Segment Open

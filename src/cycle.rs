//! One polling pass: fetch → extract → filter → diff → notify → mark seen.
use chrono::Utc;
use reqwest::Url;
use std::path::Path;
use std::time::Duration;
use tracing::{error, info, instrument, warn};

use crate::db::{SeenStore, StoreError};
use crate::extract;
use crate::fetch::{FetchError, PageFetcher};
use crate::filter;
use crate::model::SearchCriteria;
use crate::notify::Notifier;

/// Everything a cycle needs. Borrowed so the scheduler and the one-shot path
/// can share the same collaborators.
pub struct Pipeline<'a> {
    pub fetcher: &'a dyn PageFetcher,
    pub store: &'a dyn SeenStore,
    pub notifier: &'a dyn Notifier,
    pub criteria: SearchCriteria,
    pub source_url: Url,
    pub fetch_timeout: Duration,
    /// Mark a listing seen even when its notification failed (no retry).
    pub mark_seen_on_failure: bool,
    /// Where to dump markup that produced no listings.
    pub debug_dir: Option<&'a Path>,
}

/// Counts describing what a cycle did.
#[derive(Debug, Clone, Default, PartialEq, Eq)]
pub struct CycleReport {
    pub fetch_failed: bool,
    pub extracted: usize,
    pub rejected: usize,
    pub matched: usize,
    pub new: usize,
    pub notified: usize,
    pub notify_failed: usize,
    pub marked: usize,
    /// IDs that were unseen this cycle, in page order.
    pub new_ids: Vec<String>,
    /// IDs whose send failed and that stay unseen for a retry.
    pub unsent_ids: Vec<String>,
}

impl CycleReport {
    pub fn found_new(&self) -> bool {
        self.new > 0
    }
}

/// Run one cycle. Fetch, extraction and notification problems are logged and
/// absorbed; a store failure ends the cycle and is returned.
#[instrument(skip_all, fields(url = %pipeline.source_url))]
pub async fn run_cycle(pipeline: &Pipeline<'_>) -> Result<CycleReport, StoreError> {
    let mut report = CycleReport::default();

    let markup = match fetch_bounded(pipeline).await {
        Ok(markup) => markup,
        Err(err) => {
            warn!(%err, stage = "fetch", "fetch failed; treating cycle as empty");
            report.fetch_failed = true;
            return Ok(report);
        }
    };

    let extraction = extract::extract(&markup, &pipeline.source_url);
    report.extracted = extraction.listings.len();
    report.rejected = extraction.rejected.len();
    if extraction.consent_wall && extraction.listings.is_empty() {
        warn!(stage = "extract", "page shows a consent banner and no listings");
    }
    if extraction.listings.is_empty() && extraction.rejected.is_empty() {
        warn!(stage = "extract", bytes = markup.len(), "no listings found on page");
        if let Some(dir) = pipeline.debug_dir {
            dump_page(dir, &markup).await;
        }
    }

    let candidates: Vec<_> = extraction
        .listings
        .into_iter()
        .filter(|l| filter::matches(l, &pipeline.criteria))
        .collect();
    report.matched = candidates.len();

    for listing in &candidates {
        if pipeline.store.has_seen(&listing.id).await.map_err(|err| {
            error!(%err, stage = "store", listing_id = %listing.id, "seen lookup failed");
            err
        })? {
            continue;
        }
        report.new += 1;
        report.new_ids.push(listing.id.clone());

        // Notify before marking: a crash in between repeats a notification
        // instead of losing one.
        let delivered = match pipeline.notifier.send(listing).await {
            Ok(()) => {
                report.notified += 1;
                true
            }
            Err(err) => {
                report.notify_failed += 1;
                warn!(%err, stage = "notify", listing_id = %listing.id, "notification failed");
                false
            }
        };

        if delivered || pipeline.mark_seen_on_failure {
            pipeline
                .store
                .mark_seen(&listing.id, Utc::now())
                .await
                .map_err(|err| {
                    error!(%err, stage = "store", listing_id = %listing.id, "failed to persist seen state");
                    err
                })?;
            report.marked += 1;
        } else {
            info!(listing_id = %listing.id, "left unseen; will retry next cycle");
            report.unsent_ids.push(listing.id.clone());
        }
    }

    info!(
        extracted = report.extracted,
        rejected = report.rejected,
        matched = report.matched,
        new = report.new,
        notified = report.notified,
        notify_failed = report.notify_failed,
        "cycle finished"
    );
    Ok(report)
}

async fn fetch_bounded(pipeline: &Pipeline<'_>) -> Result<String, FetchError> {
    match tokio::time::timeout(
        pipeline.fetch_timeout,
        pipeline.fetcher.fetch(pipeline.source_url.as_str()),
    )
    .await
    {
        Ok(res) => res,
        Err(_) => Err(FetchError::Timeout(pipeline.fetch_timeout)),
    }
}

async fn dump_page(dir: &Path, markup: &str) {
    let file = dir.join(format!("empty-{}.html", Utc::now().format("%Y%m%dT%H%M%S")));
    let res = async {
        tokio::fs::create_dir_all(dir).await?;
        tokio::fs::write(&file, markup).await
    }
    .await;
    match res {
        Ok(()) => info!(path = %file.display(), "saved page markup for inspection"),
        Err(err) => warn!(%err, path = %file.display(), "could not save page markup"),
    }
}
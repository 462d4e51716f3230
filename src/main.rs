use anyhow::{Context, Result};
use clap::Parser;
use reqwest::Url;
use std::future::Future;
use std::path::PathBuf;
use tracing::info;
use tracing_subscriber::EnvFilter;

use flat_watch::config;
use flat_watch::cycle::Pipeline;
use flat_watch::db::{count_seen, SqliteSeenStore};
use flat_watch::fetch::HttpFetcher;
use flat_watch::notify::Transport;
use flat_watch::scheduler::{LocalClock, ScheduleSettings, Scheduler};

#[derive(Debug, Parser)]
#[command(author, version, about = "Watch a listings page and notify once per new matching apartment")]
struct Args {
    /// Path to YAML config file
    #[arg(long, default_value = "config.yaml")]
    config: PathBuf,
}

#[tokio::main]
async fn main() -> Result<()> {
    tracing_subscriber::fmt()
        .with_env_filter(EnvFilter::try_from_default_env().unwrap_or_else(|_| EnvFilter::new("info")))
        .with_target(false)
        .compact()
        .init();

    let args = Args::parse();
    let cfg = config::load(Some(&args.config))
        .with_context(|| format!("failed to load {}", args.config.display()))?;
    cfg.ensure_dirs()?;
    let shutdown = shutdown_signal()?;

    let store = SqliteSeenStore::open(&cfg.database_url())
        .await
        .context("failed to open seen-state database")?;
    let fetcher = HttpFetcher::new(cfg.source.fetch_timeout(), cfg.source.user_agent.as_deref())?;
    let transport = Transport::from_config(&cfg.notify).context("failed to set up notifier")?;
    let settings = ScheduleSettings::from_config(&cfg.schedule);
    let debug_dir = cfg.debug_dir();

    info!(
        url = %cfg.source.url,
        normal_secs = cfg.schedule.normal_interval_secs,
        normal_jitter_secs = cfg.schedule.normal_jitter_secs,
        short_secs = cfg.schedule.short_interval_secs,
        short_jitter_secs = cfg.schedule.short_jitter_secs,
        notifier = transport.method().as_str(),
        already_seen = count_seen(store.pool()).await?,
        "starting listing watcher"
    );
    match settings.quiet_hours {
        Some(q) => info!("quiet hours {:02}:00-{:02}:00", q.start_hour(), q.end_hour()),
        None => info!("quiet hours disabled"),
    }

    let pipeline = Pipeline {
        fetcher: &fetcher,
        store: &store,
        notifier: &transport,
        criteria: cfg.criteria,
        source_url: Url::parse(&cfg.source.url)?,
        fetch_timeout: cfg.source.fetch_timeout(),
        mark_seen_on_failure: cfg.notify.mark_seen_on_failure,
        debug_dir: debug_dir.as_deref(),
    };
    let mut scheduler = Scheduler::new(pipeline, settings);
    scheduler.run(&LocalClock, shutdown).await;

    store.close().await;
    info!("stopped");
    Ok(())
}

/// Register the signal handlers now and return a future that resolves on the
/// first SIGINT or SIGTERM. Until the handlers exist a signal would kill the
/// process with its default action, possibly mid-cycle.
#[cfg(unix)]
fn shutdown_signal() -> Result<impl Future<Output = ()>> {
    use tokio::signal::unix::{signal, SignalKind};

    let mut interrupt = signal(SignalKind::interrupt()).context("failed to listen for SIGINT")?;
    let mut terminate = signal(SignalKind::terminate()).context("failed to listen for SIGTERM")?;
    Ok(async move {
        tokio::select! {
            _ = interrupt.recv() => info!("received SIGINT"),
            _ = terminate.recv() => info!("received SIGTERM"),
        }
    })
}

#[cfg(not(unix))]
fn shutdown_signal() -> Result<impl Future<Output = ()>> {
    let ctrl_c = tokio::spawn(tokio::signal::ctrl_c());
    Ok(async move {
        match ctrl_c.await {
            Ok(Ok(())) => info!("received ctrl-c"),
            Ok(Err(err)) => {
                tracing::warn!(?err, "failed to listen for ctrl-c");
                std::future::pending::<()>().await;
            }
            Err(err) => tracing::warn!(?err, "ctrl-c listener stopped"),
        }
    })
}
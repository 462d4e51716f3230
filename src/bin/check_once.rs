use anyhow::{Context, Result};
use clap::Parser;
use reqwest::Url;
use std::path::PathBuf;
use tracing::info;
use tracing_subscriber::EnvFilter;

use flat_watch::config;
use flat_watch::cycle::{run_cycle, Pipeline};
use flat_watch::db::SqliteSeenStore;
use flat_watch::fetch::HttpFetcher;
use flat_watch::notify::Transport;

#[derive(Debug, Parser)]
#[command(
    author,
    version,
    about = "Run exactly one fetch/notify cycle and exit (no sleep, no quiet hours)"
)]
struct Args {
    /// Path to YAML config file
    #[arg(long, default_value = "config.yaml")]
    config: PathBuf,
}

#[tokio::main]
async fn main() -> Result<()> {
    tracing_subscriber::fmt()
        .with_env_filter(EnvFilter::try_from_default_env().unwrap_or_else(|_| EnvFilter::new("info")))
        .with_target(false)
        .compact()
        .init();

    let args = Args::parse();
    let cfg = config::load(Some(&args.config))
        .with_context(|| format!("failed to load {}", args.config.display()))?;
    cfg.ensure_dirs()?;

    let store = SqliteSeenStore::open(&cfg.database_url()).await?;
    let fetcher = HttpFetcher::new(cfg.source.fetch_timeout(), cfg.source.user_agent.as_deref())?;
    let transport = Transport::from_config(&cfg.notify)?;
    let debug_dir = cfg.debug_dir();

    let pipeline = Pipeline {
        fetcher: &fetcher,
        store: &store,
        notifier: &transport,
        criteria: cfg.criteria,
        source_url: Url::parse(&cfg.source.url)?,
        fetch_timeout: cfg.source.fetch_timeout(),
        mark_seen_on_failure: cfg.notify.mark_seen_on_failure,
        debug_dir: debug_dir.as_deref(),
    };

    let report = run_cycle(&pipeline)
        .await
        .context("cycle failed to persist seen state")?;
    info!(?report, "single cycle complete");
    store.close().await;
    Ok(())
}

Segment Closed

What you should do
Each line from the top of the records above through the line containing "failed (no retry)." needs to be transcribed exactly, and no line after it.

The answer
filename src/cycle.rs
//! One polling pass: fetch → extract → filter → diff → notify → mark seen.
use chrono::Utc;
use reqwest::Url;
use std::path::Path;
use std::time::Duration;
use tracing::{error, info, instrument, warn};

use crate::db::{SeenStore, StoreError};
use crate::extract;
use crate::fetch::{FetchError, PageFetcher};
use crate::filter;
use crate::model::SearchCriteria;
use crate::notify::Notifier;

/// Everything a cycle needs. Borrowed so the scheduler and the one-shot path
/// can share the same collaborators.
pub struct Pipeline<'a> {
    pub fetcher: &'a dyn PageFetcher,
    pub store: &'a dyn SeenStore,
    pub notifier: &'a dyn Notifier,
    pub criteria: SearchCriteria,
    pub source_url: Url,
    pub fetch_timeout: Duration,
    /// Mark a listing seen even when its notification failed (no retry).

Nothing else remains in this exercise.